STOPPING-TRAIN BRITAIN, A RAILWAY ODYSSEY by Alexander Frater, photographs by Alain Le Garsmeur; published 1983
Bookcase 9, shelf 3, book 8
I have to confess a weakness for trains.
No, nothing truly embarrassing like a tendency to fondle steam engines or collect large pieces of railwayana: I just like trains. Admittedly not the 7.15 to Blackfriars, but happily those commuting days have gone since I upped sticks and left London with cries of glee and a big party. Now, when I use a train, it’s the Cambrian Coast Line. By a curious coincidence that is one of the railway lines featured in this book, which I encountered years and years before I ever dreamed of actually using the line myself.
This book grew out of a series of articles in the Observer. Alexander Frater wrote for them and, trains or no trains, I would have picked this book up anyway because he had written it. I often reread his Beyond the Blue Horizon – following the route of Imperial Airways Eastbound Empire service – and Chasing the Monsoon, which does just what it says on the tin. He’s an excellent travel writer, curious and sympathetic, and his style is one I find clear and equally sympathetic.
Stopping-Train Britain was written at a time when many local railway lines were still under the shadow of more Beeching-like cuts. Cars were dominant; by and large you only used a train if there was no alternative, or if you needed to commute to school or work. Green issues were not a factor and oil would last for ever or, if not forever, for the foreseeable future. Local railways either had no future or only a limited one, and an elegiac note pervades the book. ‘Many rural railwaymen,’ says Frater in the introduction, ‘are convinced that within a decade or so, they will have no trains left to operate.’ Now, three decades on, the Settle to Carlisle line is secure; the Cambrian Coast Line is busy with people going to the doctors or out to a celebratory lunch or visiting the market in Machynlleth…
This is a journey back into a recent past.

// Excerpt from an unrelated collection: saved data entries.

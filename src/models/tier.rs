// SPDX-License-Identifier: MIT
// Copyright 2026 Roland Dreier <roland@rolandd.dev>

//! Competitive rank tiers.

use serde::{Deserialize, Serialize};
#[cfg(feature = "binding-generation")]
use ts_rs::TS;

/// One of the seven ordered competitive ranks.
///
/// Declaration order is rank order, so `Ord` compares tiers.
#[derive(Debug, Clone, Copy, PartialEq, Eq, PartialOrd, Ord, Hash, Serialize, Deserialize)]
#[serde(rename_all = "lowercase")]
#[cfg_attr(feature = "binding-generation", derive(TS))]
#[cfg_attr(
    feature = "binding-generation",
    ts(export, export_to = "web/src/lib/generated/")
)]
pub enum RankTier {
    Bronze,
    Silver,
    Gold,
    Platinum,
    Diamond,
    Master,
    Legend,
}

impl RankTier {
    /// Granted by leaderboard position regardless of points.
    pub const ELITE: RankTier = RankTier::Legend;

    pub const ALL: [RankTier; 7] = [
        RankTier::Bronze,
        RankTier::Silver,
        RankTier::Gold,
        RankTier::Platinum,
        RankTier::Diamond,
        RankTier::Master,
        RankTier::Legend,
    ];

    /// Stored name (also the `rank_tiers` document ID).
    pub fn as_str(&self) -> &'static str {
        match self {
            RankTier::Bronze => "bronze",
            RankTier::Silver => "silver",
            RankTier::Gold => "gold",
            RankTier::Platinum => "platinum",
            RankTier::Diamond => "diamond",
            RankTier::Master => "master",
            RankTier::Legend => "legend",
        }
    }
}

impl std::fmt::Display for RankTier {
    fn fmt(&self, f: &mut std::fmt::Formatter<'_>) -> std::fmt::Result {
        f.write_str(self.as_str())
    }
}

/// Tier threshold reference data stored in Firestore.
///
/// Seeded once at startup and never mutated.
#[derive(Debug, Clone, PartialEq, Eq, Serialize, Deserialize)]
pub struct RankTierRecord {
    pub name: RankTier,
    pub minimum_points: u64,
}
// SPDX-License-Identifier: MIT
// Copyright 2026 Roland Dreier <roland@rolandd.dev>

//! Query and command API.
//!
//! Lookups of unknown users answer `null` rather than 404: a user with no
//! standing or entry yet is a normal state, not a missing resource.

use crate::error::Result;
use crate::models::{
    CompetitiveStanding, LeaderboardEntry, NewScore, RankTier, RankTierRecord, ScoreRecord,
};
use crate::services::competitive::TierProgress;
use crate::services::leaderboard::RecalculationSummary;
use crate::AppState;
use axum::{
    extract::{rejection::JsonRejection, Path, Query, State},
    http::StatusCode,
    routing::{get, post},
    Json, Router,
};
use serde::{Deserialize, Serialize};
use std::sync::Arc;
#[cfg(feature = "binding-generation")]
use ts_rs::TS;

/// Public read routes.
pub fn routes() -> Router<Arc<AppState>> {
    Router::new()
        .route("/api/tiers", get(get_tiers))
        .route("/api/standings", get(get_standings_by_tier))
        .route("/api/standings/{user_id}", get(get_standing))
        .route("/api/leaderboard", get(get_leaderboard))
        .route("/api/leaderboard/{user_id}", get(get_leaderboard_position))
        .route("/api/scores/{user_id}", get(get_scores))
}

/// Command routes. The signature middleware is applied in routes/mod.rs.
pub fn command_routes() -> Router<Arc<AppState>> {
    Router::new()
        .route("/api/scores", post(post_score))
        .route("/api/leaderboard/recalculate", post(recalculate))
}

#[derive(Deserialize)]
struct PageQuery {
    #[serde(default = "default_limit")]
    limit: u32,
    #[serde(default)]
    offset: u32,
}

fn default_limit() -> u32 {
    50
}

// ─── Tiers ───────────────────────────────────────────────────

async fn get_tiers(State(state): State<Arc<AppState>>) -> Json<Vec<RankTierRecord>> {
    Json(state.ladder.tiers().to_vec())
}

// ─── Standings ───────────────────────────────────────────────

/// A standing with progress toward the next tier.
#[derive(Serialize)]
#[cfg_attr(feature = "binding-generation", derive(TS))]
#[cfg_attr(
    feature = "binding-generation",
    ts(export, export_to = "web/src/lib/generated/")
)]
pub struct StandingResponse {
    #[serde(flatten)]
    pub standing: CompetitiveStanding,
    pub progress: TierProgress,
}

async fn get_standing(
    State(state): State<Arc<AppState>>,
    Path(user_id): Path<String>,
) -> Result<Json<Option<StandingResponse>>> {
    let response = state
        .competitive
        .standing(&user_id)
        .await?
        .map(|standing| StandingResponse {
            progress: state.competitive.progress(&standing),
            standing,
        });

    Ok(Json(response))
}

#[derive(Deserialize)]
struct StandingsQuery {
    tier: RankTier,
    #[serde(default = "default_limit")]
    limit: u32,
    #[serde(default)]
    offset: u32,
}

#[derive(Serialize)]
#[cfg_attr(feature = "binding-generation", derive(TS))]
#[cfg_attr(
    feature = "binding-generation",
    ts(export, export_to = "web/src/lib/generated/")
)]
pub struct StandingsResponse {
    pub tier: RankTier,
    pub standings: Vec<CompetitiveStanding>,
    pub limit: u32,
    pub offset: u32,
}

async fn get_standings_by_tier(
    State(state): State<Arc<AppState>>,
    Query(params): Query<StandingsQuery>,
) -> Result<Json<StandingsResponse>> {
    let limit = params
        .limit
        .clamp(1, crate::services::competitive::MAX_PAGE_SIZE);
    let standings = state
        .competitive
        .standings_by_tier(params.tier, limit, params.offset)
        .await?;

    Ok(Json(StandingsResponse {
        tier: params.tier,
        standings,
        limit,
        offset: params.offset,
    }))
}

// ─── Leaderboard ─────────────────────────────────────────────

/// One leaderboard row ready for display.
#[derive(Serialize, Debug, Clone)]
#[cfg_attr(feature = "binding-generation", derive(TS))]
#[cfg_attr(
    feature = "binding-generation",
    ts(export, export_to = "web/src/lib/generated/")
)]
pub struct LeaderboardRow {
    pub position: u32,
    pub user_id: String,
    pub display_name: Option<String>,
    #[cfg_attr(feature = "binding-generation", ts(type = "number"))]
    pub total_points: u64,
}

impl LeaderboardRow {
    fn new(entry: LeaderboardEntry, display_name: Option<String>) -> Self {
        Self {
            position: entry.position,
            user_id: entry.user_id,
            display_name,
            total_points: entry.total_points,
        }
    }
}

#[derive(Serialize)]
#[cfg_attr(feature = "binding-generation", derive(TS))]
#[cfg_attr(
    feature = "binding-generation",
    ts(export, export_to = "web/src/lib/generated/")
)]
pub struct LeaderboardResponse {
    pub entries: Vec<LeaderboardRow>,
    /// Number of ranked users
    #[cfg_attr(feature = "binding-generation", ts(type = "number"))]
    pub total: u64,
    pub limit: u32,
    pub offset: u32,
}

async fn get_leaderboard(
    State(state): State<Arc<AppState>>,
    Query(params): Query<PageQuery>,
) -> Result<Json<LeaderboardResponse>> {
    let limit = params
        .limit
        .clamp(1, crate::services::leaderboard::MAX_PAGE_SIZE);
    let entries = state.ranker.page(limit, params.offset).await?;
    let total = state.ranker.count().await?;

    let user_ids: Vec<String> = entries.iter().map(|e| e.user_id.clone()).collect();
    let mut names = state.profiles.display_names(&user_ids).await;

    let entries = entries
        .into_iter()
        .map(|entry| {
            let name = names.remove(&entry.user_id);
            LeaderboardRow::new(entry, name)
        })
        .collect();

    Ok(Json(LeaderboardResponse {
        entries,
        total,
        limit,
        offset: params.offset,
    }))
}

async fn get_leaderboard_position(
    State(state): State<Arc<AppState>>,
    Path(user_id): Path<String>,
) -> Result<Json<Option<LeaderboardRow>>> {
    let Some(entry) = state.ranker.position_of(&user_id).await? else {
        return Ok(Json(None));
    };
    let name = state.profiles.display_name(&user_id).await;
    Ok(Json(Some(LeaderboardRow::new(entry, name))))
}

async fn recalculate(State(state): State<Arc<AppState>>) -> Result<Json<RecalculationSummary>> {
    tracing::info!("Full leaderboard recalculation requested");
    Ok(Json(state.ranker.recalculate_all().await?))
}

// ─── Scores ──────────────────────────────────────────────────

#[derive(Deserialize)]
struct HistoryQuery {
    #[serde(default = "default_history")]
    limit: u32,
}

fn default_history() -> u32 {
    20
}

#[derive(Serialize)]
#[cfg_attr(feature = "binding-generation", derive(TS))]
#[cfg_attr(
    feature = "binding-generation",
    ts(export, export_to = "web/src/lib/generated/")
)]
pub struct ScoresResponse {
    pub user_id: String,
    #[cfg_attr(feature = "binding-generation", ts(type = "number"))]
    pub total_points: u64,
    /// Most recent records, newest first
    pub history: Vec<ScoreRecord>,
}

async fn get_scores(
    State(state): State<Arc<AppState>>,
    Path(user_id): Path<String>,
    Query(params): Query<HistoryQuery>,
) -> Result<Json<ScoresResponse>> {
    let total_points = state.ledger.total_points_for(&user_id).await?;
    let history = state.ledger.history(&user_id, params.limit).await?;

    Ok(Json(ScoresResponse {
        user_id,
        total_points,
        history,
    }))
}

async fn post_score(
    State(state): State<Arc<AppState>>,
    payload: std::result::Result<Json<NewScore>, JsonRejection>,
) -> Result<(StatusCode, Json<ScoreRecord>)> {
    let Json(score) = payload?;
    let record = state.ledger.record_score(score).await?;
    Ok((StatusCode::CREATED, Json(record)))
}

Frater started off rather romantically – he always does; it’s one of the things I love about his writing: a realism, but a romantic realism – with Edward Thomas’s Adelstrop ringing in his ears. (‘When the country trains have finally gone, that, I suspect, is how many of us will choose to remember them – the last survivors of an age of innocence,’ he adds.) He also started rather haphazardly, which is why the lines he and Alain Le Garsmeur took are somewhat random, both the famous and the more obscure. And they’re not spread across the country either; there’s a collection in the north-west, a couple in Scotland and here in Wales, one in Norfolk and one looping around north London.
But the lines they followed weren’t always like those of Seigfried Sassoon’s or Edward Thomas’s pre-WW1 journeys. A surprising amount remained of those rural lines alive with birdsong, of small trains pottering through woods or over high moorland, but the more modern world had intruded. One line largely owed its survival to the transport of nuclear waste from Windscale (aka Sellafield); another ran though a bleak landscape of abandoned mills and dilapidated housing. And whatever the landscape, the photographs are just right.
Each journey is much more than a simple record of a trip from A to B. It’s the people as well as the lines, the people who both work and travel on rural railways.
Travelling by train gives you time to observe, time to reflect and time to chat, and it’s particularly the latter that brings this book to such vivid life. Frater discovered a community of railway people he liked and admired, people with ‘a strong sense if identity … They had good stories to tell. Patagonia? Who needs it? For a writer there are equally rich veins waiting to be worked in East Anglia or the Western Highlands.’ The other thing he discovered was a deep admiration for the railways:
‘And the more they talked, the more I became aware of the astonishing complexity and richness of railway history, lore and language. It slowly dawned on me that the little diesel rattling along between, say, Shrewsbury and Hereford, is only doing so because for a century and a half generations of engineers have been obsessively solving millions of problems in the cause of a single principle. Every artefact … has been considered, reduced to its logical elements and then resolved, often with surprising elegance and simplicity.’
Maybe I should start collecting railwayana (the spellchecker keeps changing that to ‘railwayman’ – now there’s a thought)… or maybe I should simply celebrate the fact that those railwaymen were wrong when they predicted a fairly swift end for rural rail. Thirty years on from the publication of Stopping-Train Britain I can take a ten-minute walk down the hill, raise my hand to stop the train and go and do my shopping.